#### DATA UNDER STUDY:
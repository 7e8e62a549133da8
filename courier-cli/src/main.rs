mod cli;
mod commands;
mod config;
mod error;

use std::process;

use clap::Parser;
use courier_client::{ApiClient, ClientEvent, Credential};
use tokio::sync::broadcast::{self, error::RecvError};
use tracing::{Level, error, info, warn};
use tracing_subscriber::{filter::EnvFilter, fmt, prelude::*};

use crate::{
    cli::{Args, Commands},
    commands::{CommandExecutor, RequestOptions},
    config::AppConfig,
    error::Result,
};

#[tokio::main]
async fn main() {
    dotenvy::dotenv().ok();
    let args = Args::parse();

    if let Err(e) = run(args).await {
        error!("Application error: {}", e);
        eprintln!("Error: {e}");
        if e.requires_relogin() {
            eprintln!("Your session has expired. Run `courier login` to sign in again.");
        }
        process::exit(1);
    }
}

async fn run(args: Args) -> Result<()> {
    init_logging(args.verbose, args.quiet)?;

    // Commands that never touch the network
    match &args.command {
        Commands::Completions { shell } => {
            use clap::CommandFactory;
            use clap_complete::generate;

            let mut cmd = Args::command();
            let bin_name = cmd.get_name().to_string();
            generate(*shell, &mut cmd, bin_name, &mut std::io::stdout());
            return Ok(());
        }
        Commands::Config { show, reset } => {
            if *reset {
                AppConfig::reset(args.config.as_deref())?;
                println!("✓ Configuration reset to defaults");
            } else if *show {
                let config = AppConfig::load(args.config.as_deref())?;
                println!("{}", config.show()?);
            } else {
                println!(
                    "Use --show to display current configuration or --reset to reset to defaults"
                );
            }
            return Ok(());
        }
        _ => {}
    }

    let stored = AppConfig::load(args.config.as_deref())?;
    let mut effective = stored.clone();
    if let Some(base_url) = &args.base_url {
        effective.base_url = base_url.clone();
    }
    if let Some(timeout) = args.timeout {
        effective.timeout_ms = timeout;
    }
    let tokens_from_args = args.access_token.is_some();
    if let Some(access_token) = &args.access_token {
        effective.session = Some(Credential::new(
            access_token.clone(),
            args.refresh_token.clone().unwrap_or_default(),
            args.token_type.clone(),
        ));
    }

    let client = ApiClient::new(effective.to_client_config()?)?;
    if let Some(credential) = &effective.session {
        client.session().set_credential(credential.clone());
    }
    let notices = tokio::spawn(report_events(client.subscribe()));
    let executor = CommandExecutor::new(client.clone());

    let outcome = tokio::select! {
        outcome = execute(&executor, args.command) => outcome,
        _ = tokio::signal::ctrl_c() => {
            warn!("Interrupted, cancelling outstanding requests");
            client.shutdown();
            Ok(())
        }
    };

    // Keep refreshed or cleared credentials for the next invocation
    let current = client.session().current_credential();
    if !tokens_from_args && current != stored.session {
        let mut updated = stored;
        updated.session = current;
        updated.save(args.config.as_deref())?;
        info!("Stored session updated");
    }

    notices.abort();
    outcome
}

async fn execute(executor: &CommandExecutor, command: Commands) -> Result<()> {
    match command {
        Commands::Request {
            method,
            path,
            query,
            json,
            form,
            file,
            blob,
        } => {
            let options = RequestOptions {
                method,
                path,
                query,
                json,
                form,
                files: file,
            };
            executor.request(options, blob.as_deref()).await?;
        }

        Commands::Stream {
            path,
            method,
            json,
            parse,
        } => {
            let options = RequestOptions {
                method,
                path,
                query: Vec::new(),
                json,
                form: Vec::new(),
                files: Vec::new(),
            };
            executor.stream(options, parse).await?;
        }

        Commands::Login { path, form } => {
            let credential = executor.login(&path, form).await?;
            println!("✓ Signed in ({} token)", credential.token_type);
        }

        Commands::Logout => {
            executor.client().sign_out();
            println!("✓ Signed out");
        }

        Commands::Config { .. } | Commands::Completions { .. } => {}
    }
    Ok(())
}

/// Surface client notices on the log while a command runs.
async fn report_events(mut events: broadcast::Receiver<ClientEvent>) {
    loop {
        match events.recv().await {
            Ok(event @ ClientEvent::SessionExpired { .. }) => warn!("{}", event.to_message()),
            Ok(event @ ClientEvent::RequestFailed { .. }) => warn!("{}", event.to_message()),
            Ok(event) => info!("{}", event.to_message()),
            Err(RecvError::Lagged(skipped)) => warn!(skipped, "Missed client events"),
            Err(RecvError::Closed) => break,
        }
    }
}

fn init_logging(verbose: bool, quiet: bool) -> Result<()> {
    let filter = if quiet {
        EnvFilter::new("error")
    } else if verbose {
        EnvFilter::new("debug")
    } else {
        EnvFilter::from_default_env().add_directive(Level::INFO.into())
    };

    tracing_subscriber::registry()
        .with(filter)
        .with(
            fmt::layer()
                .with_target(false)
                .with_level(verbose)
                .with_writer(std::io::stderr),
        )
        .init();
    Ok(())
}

==

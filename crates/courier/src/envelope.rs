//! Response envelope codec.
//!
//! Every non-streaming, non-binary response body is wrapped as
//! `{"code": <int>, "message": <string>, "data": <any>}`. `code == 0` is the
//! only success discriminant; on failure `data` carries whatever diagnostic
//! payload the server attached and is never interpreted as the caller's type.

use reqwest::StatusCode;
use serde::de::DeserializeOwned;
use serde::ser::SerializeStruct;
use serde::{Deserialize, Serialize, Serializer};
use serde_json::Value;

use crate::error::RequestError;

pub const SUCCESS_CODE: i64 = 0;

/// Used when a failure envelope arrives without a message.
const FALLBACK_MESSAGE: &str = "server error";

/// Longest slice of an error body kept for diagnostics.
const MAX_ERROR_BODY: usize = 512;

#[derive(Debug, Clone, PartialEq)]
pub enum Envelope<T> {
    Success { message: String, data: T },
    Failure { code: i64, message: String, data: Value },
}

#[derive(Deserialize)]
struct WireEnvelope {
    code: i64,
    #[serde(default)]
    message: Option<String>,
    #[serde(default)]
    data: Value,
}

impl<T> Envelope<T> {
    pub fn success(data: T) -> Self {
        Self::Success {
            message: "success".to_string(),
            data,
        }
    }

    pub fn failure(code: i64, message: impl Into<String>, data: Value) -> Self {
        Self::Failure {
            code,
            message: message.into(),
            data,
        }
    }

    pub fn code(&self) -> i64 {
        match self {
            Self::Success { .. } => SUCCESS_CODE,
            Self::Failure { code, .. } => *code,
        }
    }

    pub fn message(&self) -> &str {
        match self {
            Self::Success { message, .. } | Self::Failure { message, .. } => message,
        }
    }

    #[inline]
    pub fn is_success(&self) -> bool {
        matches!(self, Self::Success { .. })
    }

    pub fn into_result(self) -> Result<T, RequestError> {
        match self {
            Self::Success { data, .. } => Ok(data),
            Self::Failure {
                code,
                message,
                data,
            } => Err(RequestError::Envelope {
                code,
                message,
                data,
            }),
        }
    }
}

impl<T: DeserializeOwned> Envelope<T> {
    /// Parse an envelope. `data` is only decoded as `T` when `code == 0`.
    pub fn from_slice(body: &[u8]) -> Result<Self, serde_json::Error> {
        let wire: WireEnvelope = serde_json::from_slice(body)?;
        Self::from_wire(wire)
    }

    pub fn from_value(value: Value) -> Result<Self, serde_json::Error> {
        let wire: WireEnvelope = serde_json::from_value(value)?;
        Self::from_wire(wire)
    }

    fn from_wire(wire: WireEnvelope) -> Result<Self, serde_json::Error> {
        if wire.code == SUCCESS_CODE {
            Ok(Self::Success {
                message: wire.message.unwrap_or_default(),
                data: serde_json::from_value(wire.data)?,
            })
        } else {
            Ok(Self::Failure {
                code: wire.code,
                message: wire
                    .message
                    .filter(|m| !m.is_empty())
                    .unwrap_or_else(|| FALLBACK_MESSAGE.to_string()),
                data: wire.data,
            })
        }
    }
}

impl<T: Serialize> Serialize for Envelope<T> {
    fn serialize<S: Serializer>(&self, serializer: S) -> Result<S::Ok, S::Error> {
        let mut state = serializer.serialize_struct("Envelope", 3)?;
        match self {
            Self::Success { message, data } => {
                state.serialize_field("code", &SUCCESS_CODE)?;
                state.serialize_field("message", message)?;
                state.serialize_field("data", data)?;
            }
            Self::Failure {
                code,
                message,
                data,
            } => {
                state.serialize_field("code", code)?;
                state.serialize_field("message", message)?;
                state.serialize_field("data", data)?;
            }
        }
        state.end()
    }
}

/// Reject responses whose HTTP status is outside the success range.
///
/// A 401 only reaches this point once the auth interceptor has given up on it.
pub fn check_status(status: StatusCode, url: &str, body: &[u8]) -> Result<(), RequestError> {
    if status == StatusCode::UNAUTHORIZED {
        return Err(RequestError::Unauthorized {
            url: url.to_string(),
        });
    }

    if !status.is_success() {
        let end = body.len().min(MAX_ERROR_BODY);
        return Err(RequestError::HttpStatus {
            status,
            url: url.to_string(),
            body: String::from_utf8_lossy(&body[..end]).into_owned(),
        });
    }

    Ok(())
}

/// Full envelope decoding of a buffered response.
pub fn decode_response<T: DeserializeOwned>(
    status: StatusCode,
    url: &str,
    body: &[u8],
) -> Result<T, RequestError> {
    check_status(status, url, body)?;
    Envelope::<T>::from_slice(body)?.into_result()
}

--

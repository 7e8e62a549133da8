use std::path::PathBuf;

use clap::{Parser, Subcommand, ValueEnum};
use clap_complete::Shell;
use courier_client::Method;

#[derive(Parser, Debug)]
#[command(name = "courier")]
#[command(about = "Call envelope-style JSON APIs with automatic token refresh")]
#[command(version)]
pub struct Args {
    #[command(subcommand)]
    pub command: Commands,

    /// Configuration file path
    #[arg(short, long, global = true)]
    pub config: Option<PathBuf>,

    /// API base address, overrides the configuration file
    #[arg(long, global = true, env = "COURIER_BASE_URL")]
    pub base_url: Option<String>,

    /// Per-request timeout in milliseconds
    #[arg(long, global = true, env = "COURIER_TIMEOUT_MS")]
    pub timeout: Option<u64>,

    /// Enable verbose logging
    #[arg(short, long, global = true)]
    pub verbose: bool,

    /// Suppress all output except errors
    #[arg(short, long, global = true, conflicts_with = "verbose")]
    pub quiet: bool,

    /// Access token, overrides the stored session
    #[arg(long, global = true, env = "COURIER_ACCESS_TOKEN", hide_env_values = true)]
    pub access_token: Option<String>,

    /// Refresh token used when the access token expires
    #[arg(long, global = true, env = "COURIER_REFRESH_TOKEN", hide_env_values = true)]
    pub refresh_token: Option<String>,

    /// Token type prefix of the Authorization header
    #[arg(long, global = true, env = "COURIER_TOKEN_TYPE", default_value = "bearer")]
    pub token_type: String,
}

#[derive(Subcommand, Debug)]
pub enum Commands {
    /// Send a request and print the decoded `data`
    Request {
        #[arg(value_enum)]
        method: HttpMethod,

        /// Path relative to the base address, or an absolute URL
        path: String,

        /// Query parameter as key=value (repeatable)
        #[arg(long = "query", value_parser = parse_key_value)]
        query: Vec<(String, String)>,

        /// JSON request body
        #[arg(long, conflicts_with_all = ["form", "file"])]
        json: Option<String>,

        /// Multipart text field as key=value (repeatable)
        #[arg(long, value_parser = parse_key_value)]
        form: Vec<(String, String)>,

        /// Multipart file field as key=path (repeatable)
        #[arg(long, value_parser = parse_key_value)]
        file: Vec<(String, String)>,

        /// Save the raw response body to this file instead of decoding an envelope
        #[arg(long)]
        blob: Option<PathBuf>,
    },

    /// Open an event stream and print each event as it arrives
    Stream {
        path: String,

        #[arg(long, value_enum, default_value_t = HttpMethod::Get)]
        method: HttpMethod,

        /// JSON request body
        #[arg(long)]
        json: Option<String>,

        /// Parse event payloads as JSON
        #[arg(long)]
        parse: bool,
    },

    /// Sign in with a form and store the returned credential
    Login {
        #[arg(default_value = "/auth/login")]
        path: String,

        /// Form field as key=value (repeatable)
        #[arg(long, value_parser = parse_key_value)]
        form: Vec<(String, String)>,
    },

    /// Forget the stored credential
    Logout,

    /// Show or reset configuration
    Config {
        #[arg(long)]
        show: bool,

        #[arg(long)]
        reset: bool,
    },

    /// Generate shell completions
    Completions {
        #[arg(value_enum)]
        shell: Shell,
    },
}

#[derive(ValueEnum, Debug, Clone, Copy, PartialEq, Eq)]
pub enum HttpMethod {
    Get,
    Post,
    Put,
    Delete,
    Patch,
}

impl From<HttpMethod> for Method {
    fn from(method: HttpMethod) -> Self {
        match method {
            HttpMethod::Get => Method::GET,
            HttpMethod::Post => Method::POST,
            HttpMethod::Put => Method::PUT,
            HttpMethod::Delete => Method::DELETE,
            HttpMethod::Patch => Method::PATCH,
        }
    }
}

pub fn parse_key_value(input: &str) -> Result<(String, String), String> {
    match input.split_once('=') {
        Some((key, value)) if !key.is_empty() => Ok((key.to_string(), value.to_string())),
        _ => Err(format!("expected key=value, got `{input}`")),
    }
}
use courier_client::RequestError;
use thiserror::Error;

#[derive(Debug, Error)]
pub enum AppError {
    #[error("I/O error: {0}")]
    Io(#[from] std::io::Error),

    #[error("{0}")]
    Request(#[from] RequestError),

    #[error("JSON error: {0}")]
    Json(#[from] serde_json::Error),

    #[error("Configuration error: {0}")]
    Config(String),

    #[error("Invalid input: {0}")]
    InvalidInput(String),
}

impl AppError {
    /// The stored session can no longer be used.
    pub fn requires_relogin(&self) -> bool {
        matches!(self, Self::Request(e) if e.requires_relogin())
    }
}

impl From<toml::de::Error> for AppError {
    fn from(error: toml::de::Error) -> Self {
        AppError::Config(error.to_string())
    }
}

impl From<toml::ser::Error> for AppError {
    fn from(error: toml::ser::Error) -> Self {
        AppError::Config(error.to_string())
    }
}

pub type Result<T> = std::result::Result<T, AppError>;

#### EXERCISE AIM:
The listing above holds a line with "the caller's type." and a line with "#[derive(Debug, Clone, PartialEq)]". Print the stretch from the first through the second, exactly and alone.

#### TASK RESPONSE:
//! payload the server attached and is never interpreted as the caller's type.

use reqwest::StatusCode;
use serde::de::DeserializeOwned;
use serde::ser::SerializeStruct;
use serde::{Deserialize, Serialize, Serializer};
use serde_json::Value;

use crate::error::RequestError;

pub const SUCCESS_CODE: i64 = 0;

/// Used when a failure envelope arrives without a message.
const FALLBACK_MESSAGE: &str = "server error";

/// Longest slice of an error body kept for diagnostics.
const MAX_ERROR_BODY: usize = 512;

#[derive(Debug, Clone, PartialEq)]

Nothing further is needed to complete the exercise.